> _Task objective_
Print the records below word for word, beginning with the first line and ending once the line containing "if creds.password != user.password" is printed.

· · ·

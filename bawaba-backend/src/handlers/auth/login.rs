use std::sync::Arc;

use axum::body::Bytes;
use axum::extract::Extension;
use axum::http::StatusCode;
use axum::response::Response;
use serde_json::json;

use crate::error::ApiError;
use crate::handlers::utils::json_reply;
use crate::messages::LoginOutcome;
use crate::state::AppState;

use super::dto::LoginRequest;

/// POST /login
///
/// Validates the submitted username/password pair against the stored record
/// and answers with a localized outcome message. The handler is stateless;
/// repeating a request always yields the same outcome.
pub async fn login(
    Extension(state): Extension<Arc<AppState>>,
    body: Bytes,
) -> Result<Response, ApiError> {
    let creds = LoginRequest::from_body(&body);

    if creds.username.is_empty() || creds.password.is_empty() {
        return Ok(json_reply(
            StatusCode::BAD_REQUEST,
            json!({ "message": state.messages.text(LoginOutcome::MissingCredentials) }),
        ));
    }

    // Store errors propagate as 500; they must never masquerade as a 401.
    let maybe = state.store().find_by_username(&creds.username).await?;

    let Some(user) = maybe else {
        tracing::debug!(username = %creds.username, "login rejected: unknown username");
        return Ok(json_reply(
            StatusCode::UNAUTHORIZED,
            json!({ "message": state.messages.text(LoginOutcome::UnknownUsername) }),
        ));
    };

    // Verbatim comparison against the stored value. The stored-data format
    // is plaintext and part of the deployed contract; switching to a hash
    // check requires a coordinated data migration first.
    if creds.password != user.password {
        tracing::debug!(username = %user.username, "login rejected: password mismatch");
        return Ok(json_reply(
            StatusCode::UNAUTHORIZED,
            json!({ "message": state.messages.text(LoginOutcome::WrongPassword) }),
        ));
    }

    tracing::info!(username = %user.username, "login succeeded");
    Ok(json_reply(
        StatusCode::OK,
        json!({
            "message": state.messages.text(LoginOutcome::Succeeded),
            "user": { "username": user.username },
        }),
    ))
}
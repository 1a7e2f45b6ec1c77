use std::net::{IpAddr, Ipv6Addr, SocketAddr};

use bawaba_config::DatabaseConfig;
use bawaba_db::DbConnectionConfig;

/// Build database connection config from application config.
///
/// A configured sqlite path wins; otherwise a server URL is composed from
/// the driver/host/credentials sections, with `BAWABA_DATABASE_URL` and
/// friends as the environment fallback.
pub fn database_config_from_config(cfg: &bawaba_config::Config) -> DbConnectionConfig {
    match cfg.database.driver.as_str() {
        "postgres" => DbConnectionConfig::new(server_url("postgres", &cfg.database, 5432)),
        "mysql" => DbConnectionConfig::new(server_url("mysql", &cfg.database, 3306)),
        _ => {
            if let Some(path) = &cfg.database.path {
                return DbConnectionConfig::new(path);
            }
            match DbConnectionConfig::from_env("BAWABA") {
                Ok(config) => config,
                Err(error) => {
                    tracing::warn!(%error, "falling back to in-memory sqlite database");
                    DbConnectionConfig::new("sqlite::memory:")
                }
            }
        }
    }
}

fn server_url(scheme: &str, db: &DatabaseConfig, default_port: u16) -> String {
    let host = db.host.as_deref().unwrap_or("localhost");
    let port = db.port.unwrap_or(default_port);
    let name = db.database.as_deref().unwrap_or("bawaba");
    match (db.username.as_deref(), db.password.as_deref()) {
        (Some(user), Some(pass)) => format!("{scheme}://{user}:{pass}@{host}:{port}/{name}"),
        (Some(user), None) => format!("{scheme}://{user}@{host}:{port}/{name}"),
        _ => format!("{scheme}://{host}:{port}/{name}"),
    }
}

/// Parse host:port into a SocketAddr, with fallback to 0.0.0.0.
pub fn parse_bind_address(host: &str, port: u16) -> SocketAddr {
    host.parse::<IpAddr>()
        .map(|ip| SocketAddr::new(ip, port))
        .or_else(|_| host.parse::<SocketAddr>())
        .or_else(|_| {
            host.parse::<Ipv6Addr>()
                .map(|ip| SocketAddr::new(IpAddr::V6(ip), port))
        })
        .unwrap_or_else(|_| SocketAddr::from(([0, 0, 0, 0], port)))
}

#[cfg(test)]
mod tests {
    use super::*;

    #[test]
    fn sqlite_path_wins() {
        let mut cfg = bawaba_config::Config::default();
        cfg.database.path = Some("auth.sqlite".into());
        let db = database_config_from_config(&cfg);
        assert_eq!(db.url, "auth.sqlite");
    }

    #[test]
    fn postgres_url_composition() {
        let mut cfg = bawaba_config::Config::default();
        cfg.database.driver = "postgres".into();
        cfg.database.host = Some("db.internal".into());
        cfg.database.database = Some("accounts".into());
        cfg.database.username = Some("svc".into());
        cfg.database.password = Some("pw".into());
        let db = database_config_from_config(&cfg);
        assert_eq!(db.url, "postgres://svc:pw@db.internal:5432/accounts");
    }

    #[test]
    fn bind_address_fallback() {
        let addr = parse_bind_address("not a host name", 8080);
        assert_eq!(addr, SocketAddr::from(([0, 0, 0, 0], 8080)));
        let addr = parse_bind_address("127.0.0.1", 9000);
        assert_eq!(addr, SocketAddr::from(([127, 0, 0, 1], 9000)));
    }
}
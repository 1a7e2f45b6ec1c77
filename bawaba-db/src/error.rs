use std::num::ParseIntError;

use thiserror::Error;

/// Errors that can occur while configuring or creating the database pool.
#[derive(Debug, Error)]
pub enum DbConnectionError {
    #[error("environment variable {0} is missing")]
    MissingEnvVar(String),
    #[error("database url cannot be empty")]
    EmptyDatabaseUrl,
    #[error("environment variable {0} contains invalid unicode")]
    InvalidUnicode(String),
    #[error("failed to parse numeric environment variable {var}: {source}")]
    InvalidNumber {
        var: String,
        #[source]
        source: ParseIntError,
    },
    #[error("invalid boolean value '{value}' for {var}")]
    InvalidBoolean { var: String, value: String },
    #[error("file/directory creation error: {0}")]
    FileCreation(String),
    #[error(transparent)]
    Sqlx(#[from] sqlx::Error),
}
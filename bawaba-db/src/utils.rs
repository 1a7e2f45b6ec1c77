use std::borrow::Cow;

pub fn sanitize_database_url(raw: &str) -> Cow<'_, str> {
    // Regex-free sanitization: find "://user:pass@" or "://user@" patterns
    // and redact the credentials portion.
    let Some(scheme_end) = raw.find("://") else {
        // Bare paths (sqlite files, ":memory:") carry no credentials.
        return Cow::Borrowed(raw);
    };
    let rest = &raw[scheme_end + 3..];

    // Find the host portion (ends at / or end of string)
    let host_end = rest.find('/').unwrap_or(rest.len());
    let authority = &rest[..host_end];

    if let Some(at_pos) = authority.rfind('@') {
        let scheme = &raw[..scheme_end + 3];
        let host_and_rest = &rest[at_pos + 1..];
        let mut result = String::with_capacity(scheme.len() + 10 + host_and_rest.len());
        result.push_str(scheme);
        result.push_str("****:****@");
        result.push_str(host_and_rest);
        Cow::Owned(result)
    } else {
        Cow::Borrowed(raw)
    }
}
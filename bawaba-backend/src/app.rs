use std::sync::Arc;

use axum::extract::Extension;
use axum::response::IntoResponse;
use axum::routing::{get, post};
use axum::{middleware, Router};

use crate::state::AppState;

/// Build the primary axum router with the provided shared application state.
///
/// The CORS layer wraps the whole router so that method-mismatch (405) and
/// unknown-path (404) responses carry the policy headers too.
pub fn build_router(state: Arc<AppState>) -> Router {
    Router::new()
        .route("/login", post(crate::handlers::auth::login::login))
        .route("/health", get(health_handler))
        .route("/ready", get(ready_handler))
        .layer(middleware::from_fn(crate::cors::apply_cors_headers))
        .layer(Extension(state))
}

async fn health_handler() -> impl IntoResponse {
    // Liveness: always return 200 OK when process is alive.
    (axum::http::StatusCode::OK, "OK")
}

async fn ready_handler(
    Extension(_state): Extension<Arc<AppState>>,
) -> impl IntoResponse {
    // Readiness: state is fully wired before the router is built, so being
    // able to reach this handler means the service can take traffic.
    (axum::http::StatusCode::OK, "OK")
}
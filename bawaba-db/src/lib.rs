pub mod config;
pub mod error;
pub mod pool;
#[cfg(test)]
mod test;
pub mod users;
pub mod utils;

// Re-exports for public API
pub use config::DbConnectionConfig;
pub use error::DbConnectionError;
pub use pool::{create_pool, DbPool};
pub use users::{SqlUserStore, StoreError, UserRecord, UserStore};

#[cfg(not(any(feature = "postgres", feature = "mysql", feature = "sqlite")))]
compile_error!("Enable exactly one of the `postgres`, `mysql`, or `sqlite` features for bawaba-db.");

#[cfg(any(
    all(feature = "postgres", feature = "mysql"),
    all(feature = "postgres", feature = "sqlite"),
    all(feature = "mysql", feature = "sqlite"),
))]
compile_error!(
    "Activate only one backend feature (`postgres`, `mysql`, or `sqlite`) for bawaba-db."
);

#[cfg(feature = "postgres")]
pub type DbBackend = sqlx::Postgres;
#[cfg(feature = "mysql")]
pub type DbBackend = sqlx::MySql;
#[cfg(feature = "sqlite")]
pub type DbBackend = sqlx::Sqlite;
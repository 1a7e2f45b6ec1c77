//! Embedded `users` schema migrations, one directory per supported backend.

use sqlx::migrate::Migrator;

pub static SQLITE_MIGRATOR: Migrator = sqlx_macros::migrate!("src/migrations_sqlite");
pub static POSTGRES_MIGRATOR: Migrator = sqlx_macros::migrate!("src/migrations_postgres");
pub static MYSQL_MIGRATOR: Migrator = sqlx_macros::migrate!("src/migrations_mysql");

pub fn sqlite_migrator() -> &'static Migrator {
    &SQLITE_MIGRATOR
}

pub fn postgres_migrator() -> &'static Migrator {
    &POSTGRES_MIGRATOR
}

pub fn mysql_migrator() -> &'static Migrator {
    &MYSQL_MIGRATOR
}
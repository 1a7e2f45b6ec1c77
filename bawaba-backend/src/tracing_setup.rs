/// Initialize tracing from configuration.
///
/// `RUST_LOG` takes precedence over the configured level so operators can
/// raise verbosity without editing the config file.
pub fn install_tracing_from_config(cfg: &bawaba_config::LoggingConfig) {
    use tracing_subscriber::fmt::time::ChronoUtc;

    let env_filter_str = std::env::var("RUST_LOG").unwrap_or_else(|_| cfg.level.clone());
    let env_filter = tracing_subscriber::EnvFilter::new(&env_filter_str);

    if cfg.json {
        tracing_subscriber::fmt()
            .json()
            .with_env_filter(env_filter)
            .with_timer(ChronoUtc::rfc_3339())
            .init();
    } else {
        tracing_subscriber::fmt().with_env_filter(env_filter).init();
    }
}
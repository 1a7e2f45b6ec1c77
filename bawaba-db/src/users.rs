//! Username-keyed user lookup.
//!
//! The [`UserStore`] trait is the seam between request handlers and the
//! database: production code uses [`SqlUserStore`] over the shared pool,
//! tests can substitute any implementation.

use async_trait::async_trait;
use sqlx::Executor;
use thiserror::Error;

use crate::pool::DbPool;
use crate::DbBackend;

/// Stored credentials row for a single user.
///
/// The password column holds the stored comparison value verbatim. It is
/// intentionally not serializable; responses must never echo it.
#[derive(Debug, Clone, sqlx::FromRow)]
pub struct UserRecord {
    pub username: String,
    pub password: String,
}

/// Errors surfaced by a [`UserStore`] lookup.
#[derive(Debug, Error)]
pub enum StoreError {
    #[error("user store unavailable: {0}")]
    Unavailable(String),
    #[error(transparent)]
    Sqlx(#[from] sqlx::Error),
}

/// Lookup of exactly one user record by exact username match.
#[async_trait]
pub trait UserStore: Send + Sync + 'static {
    async fn find_by_username(&self, username: &str) -> Result<Option<UserRecord>, StoreError>;
}

/// Find a user by username. The value is always bound as a query parameter,
/// never interpolated into the SQL text.
pub async fn find_by_username<'e, E>(
    executor: E,
    username: &str,
) -> Result<Option<UserRecord>, sqlx::Error>
where
    E: Executor<'e, Database = DbBackend>,
{
    sqlx::query_as::<_, UserRecord>("SELECT username, password FROM users WHERE username = ?")
        .bind(username)
        .fetch_optional(executor)
        .await
}

/// [`UserStore`] backed by the shared SQLx pool. A connection is acquired
/// for the single lookup and released as soon as it completes.
#[derive(Clone)]
pub struct SqlUserStore {
    pool: DbPool,
}

impl SqlUserStore {
    pub fn new(pool: DbPool) -> Self {
        Self { pool }
    }
}

#[async_trait]
impl UserStore for SqlUserStore {
    async fn find_by_username(&self, username: &str) -> Result<Option<UserRecord>, StoreError> {
        let mut conn = self.pool.acquire().await?;
        find_by_username(&mut *conn, username)
            .await
            .map_err(Into::into)
    }
}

· · ·

> _Solution to this task_
filename bawaba-backend/src/handlers/auth/login.rs
use std::sync::Arc;

use axum::body::Bytes;
use axum::extract::Extension;
use axum::http::StatusCode;
use axum::response::Response;
use serde_json::json;

use crate::error::ApiError;
use crate::handlers::utils::json_reply;
use crate::messages::LoginOutcome;
use crate::state::AppState;

use super::dto::LoginRequest;

/// POST /login
///
/// Validates the submitted username/password pair against the stored record
/// and answers with a localized outcome message. The handler is stateless;
/// repeating a request always yields the same outcome.
pub async fn login(
    Extension(state): Extension<Arc<AppState>>,
    body: Bytes,
) -> Result<Response, ApiError> {
    let creds = LoginRequest::from_body(&body);

    if creds.username.is_empty() || creds.password.is_empty() {
        return Ok(json_reply(
            StatusCode::BAD_REQUEST,
            json!({ "message": state.messages.text(LoginOutcome::MissingCredentials) }),
        ));
    }

    // Store errors propagate as 500; they must never masquerade as a 401.
    let maybe = state.store().find_by_username(&creds.username).await?;

    let Some(user) = maybe else {
        tracing::debug!(username = %creds.username, "login rejected: unknown username");
        return Ok(json_reply(
            StatusCode::UNAUTHORIZED,
            json!({ "message": state.messages.text(LoginOutcome::UnknownUsername) }),
        ));
    };

    // Verbatim comparison against the stored value. The stored-data format
    // is plaintext and part of the deployed contract; switching to a hash
    // check requires a coordinated data migration first.
    if creds.password != user.password {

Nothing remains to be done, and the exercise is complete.